--- START ---

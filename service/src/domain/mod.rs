use std::sync::Arc;

use editorial_common::ArticleId;

use crate::domain::assignments::AssignmentLedger;
use crate::domain::audit::{AuditEntry, AuditRecord, AuditSink};
use crate::domain::clock::Clock;
use crate::domain::drafts::{DraftStore, EditingSessions};
use crate::domain::error::EditorialError;
use crate::domain::identity::{Actor, EditorialAction, Permissions};
use crate::domain::repository::{EditorialRepository, SnapshotRepository};
use crate::domain::scheduler::Scheduler;
use crate::domain::workflow_engine::WorkflowEngine;

pub mod assignments;
pub mod audit;
pub mod clock;
pub mod dispatch;
pub mod drafts;
pub mod error;
pub mod identity;
pub mod repository;
pub mod scheduler;
pub mod workflow;
pub mod workflow_engine;

#[cfg(test)]
pub mod testing;
#[cfg(test)]
mod scenarios;

/// The global application state shared between all request handlers.
pub trait AppState: Clone + Send + Sync + 'static {
    type R: EditorialRepository + SnapshotRepository;
    fn engine(&self) -> &WorkflowEngine<Self::R>;
    fn ledger(&self) -> &AssignmentLedger<Self::R>;
    fn scheduler(&self) -> &Scheduler<Self::R>;
    fn drafts(&self) -> &DraftStore<Self::R>;
    fn sessions(&self) -> &EditingSessions<Self::R>;
}

/// Collaborators every editorial component talks to.
#[derive(Clone)]
pub struct Collaborators {
    pub permissions: Arc<dyn Permissions>,
    pub audit: Arc<dyn AuditSink>,
    pub clock: Arc<dyn Clock>,
}

impl Collaborators {
    pub fn new(
        permissions: Arc<dyn Permissions>,
        audit: Arc<dyn AuditSink>,
        clock: Arc<dyn Clock>,
    ) -> Self {
        Self {
            permissions,
            audit,
            clock,
        }
    }

    /// Ask the permission policy, turning a refusal into [`EditorialError::Forbidden`].
    pub async fn authorize(
        &self,
        actor: &Actor,
        action: EditorialAction,
        article_id: Option<ArticleId>,
    ) -> Result<(), EditorialError> {
        if self.permissions.can_perform(actor, action, article_id).await {
            return Ok(());
        }

        tracing::warn!(actor = %actor.id, %action, article_id = ?article_id, "permission denied");
        Err(EditorialError::Forbidden {
            actor: actor.id.clone(),
            action,
        })
    }

    pub fn audit(&self, actor: &Actor, article_id: Option<ArticleId>, entry: AuditEntry) {
        self.audit.record(AuditRecord {
            recorded_at: self.clock.now(),
            actor: actor.id.clone(),
            article_id,
            entry,
        });
    }
}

--- END ---

### TASK GOAL
Restate all of the material above exactly as written.

### WRITTEN ANSWER
filename service/src/domain/mod.rs
use std::sync::Arc;

use editorial_common::ArticleId;

use crate::domain::assignments::AssignmentLedger;
use crate::domain::audit::{AuditEntry, AuditRecord, AuditSink};
use crate::domain::clock::Clock;
use crate::domain::drafts::{DraftStore, EditingSessions};
use crate::domain::error::EditorialError;
use crate::domain::identity::{Actor, EditorialAction, Permissions};
use crate::domain::repository::{EditorialRepository, SnapshotRepository};
use crate::domain::scheduler::Scheduler;
use crate::domain::workflow_engine::WorkflowEngine;

pub mod assignments;
pub mod audit;
pub mod clock;
pub mod dispatch;
pub mod drafts;
pub mod error;
pub mod identity;
pub mod repository;
pub mod scheduler;
pub mod workflow;
pub mod workflow_engine;

#[cfg(test)]
pub mod testing;
#[cfg(test)]
mod scenarios;

/// The global application state shared between all request handlers.
pub trait AppState: Clone + Send + Sync + 'static {
    type R: EditorialRepository + SnapshotRepository;
    fn engine(&self) -> &WorkflowEngine<Self::R>;
    fn ledger(&self) -> &AssignmentLedger<Self::R>;
    fn scheduler(&self) -> &Scheduler<Self::R>;
    fn drafts(&self) -> &DraftStore<Self::R>;
    fn sessions(&self) -> &EditingSessions<Self::R>;
}

/// Collaborators every editorial component talks to.
#[derive(Clone)]
pub struct Collaborators {
    pub permissions: Arc<dyn Permissions>,
    pub audit: Arc<dyn AuditSink>,
    pub clock: Arc<dyn Clock>,
}

impl Collaborators {
    pub fn new(
        permissions: Arc<dyn Permissions>,
        audit: Arc<dyn AuditSink>,
        clock: Arc<dyn Clock>,
    ) -> Self {
        Self {
            permissions,
            audit,
            clock,
        }
    }

    /// Ask the permission policy, turning a refusal into [`EditorialError::Forbidden`].
    pub async fn authorize(
        &self,
        actor: &Actor,
        action: EditorialAction,
        article_id: Option<ArticleId>,
    ) -> Result<(), EditorialError> {
        if self.permissions.can_perform(actor, action, article_id).await {
            return Ok(());
        }

        tracing::warn!(actor = %actor.id, %action, article_id = ?article_id, "permission denied");
        Err(EditorialError::Forbidden {
            actor: actor.id.clone(),
            action,
        })
    }

    pub fn audit(&self, actor: &Actor, article_id: Option<ArticleId>, entry: AuditEntry) {
        self.audit.record(AuditRecord {
            recorded_at: self.clock.now(),
            actor: actor.id.clone(),
            article_id,
            entry,
        });
    }
}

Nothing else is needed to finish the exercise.